Increasing natural soil health; building a foundation for wildlife to thrive
Soil is a fundamental natural resource on which life depends. It provides many essential services on which we rely including food production, water management and support for valuable biodiversity and ecosystems. As a large store of carbon it also plays a vital role in the fight against climate change.
The UN has warned that the world’s soils face exhaustion and depletion, with an estimated 60 harvests left before they are too degraded to feed the planet. A UK 2014 study found that matters are not much better, estimating 100 harvests remaining.
Our soils have degraded over the last 200 years due to intensive agricultural production and industrial pollution. Soils in England continue to face three main threats:
Soil erosion by rain and wind. Erosion affects both the productivity of soils but also water quality and aquatic ecosystems.
Compaction of soil reduces agricultural productivity and water infiltration, and increases flood risk through higher levels of run off.
Organic matter decline. The loss of soil organic matter reduces soil quality, affecting the supply of nutrients and making it more difficult for plants to grow, and increases emissions to the atmosphere.
All these threats may be magnified by climate change. Safeguarding our soils for future generations means managing them better, reducing degradation and building resilience to increasing pressures.
Our work on soils in Gloucestershire has helped to benefit a number of different species
The white-tailed bumblebee is a very common bumble bee that emerges early in the spring and can be seen feeding on flowers right through to the autumn. It can be found in gardens, farmland, woodland edges, hedgerows and heathland: anywhere there are flowers to feed on. As with other social insects, the queen emerges from hibernation in spring and starts the colony by laying a few eggs that hatch as workers; these workers tend the young and nest. Males emerge later and mate with new females who are prospective queens. Both the males and old queen die in the autumn, but the new queens hibernate.
The Common Cockchafer is a large, brown beetle found in parks and gardens, grassland and woodland. Common Cockchafer larvae live underground for several years as they develop, eating the roots of grasses and other plants. In May and June, the adults emerge from the soil, often swarming around treetops. They can be seen at dusk and in the evenings, and are attracted to street lights and lighted windows.
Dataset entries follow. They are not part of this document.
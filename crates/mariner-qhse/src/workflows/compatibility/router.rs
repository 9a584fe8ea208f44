use axum::{extract::rejection::JsonRejection, http::StatusCode, response::Response, routing::post};
use axum::{Json, Router};
use tracing::debug;

use super::{assess, CompatibilityRequest};
use crate::envelope;

pub fn compatibility_router() -> Router {
    Router::new().route("/api/v1/compatibility", post(compatibility_handler))
}

async fn compatibility_handler(
    payload: Result<Json<CompatibilityRequest>, JsonRejection>,
) -> Response {
    let Json(request) = match payload {
        Ok(payload) => payload,
        Err(rejection) => return envelope::failure(rejection.status(), rejection.body_text()),
    };

    let report = assess(&request);
    debug!(
        hose_length = ?report.hose_length,
        design_energy = ?report.design_energy,
        "compatibility assessed"
    );
    envelope::success(StatusCode::OK, report)
}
They will also turn up in moth traps, sometimes in large numbers.
Red Clover is a common plant of all kinds of grassy areas in the UK, from lawns to pastures, roadsides to meadows. It is sown as a fodder crop for livestock and has long been used in crop rotation systems because of its ability to fix nitrogen, enriching soils. The trefoil leaves are collected by Wood Mice and the flowers, which appear from May to October, are sort after by all kinds of bumblebees for their nectar.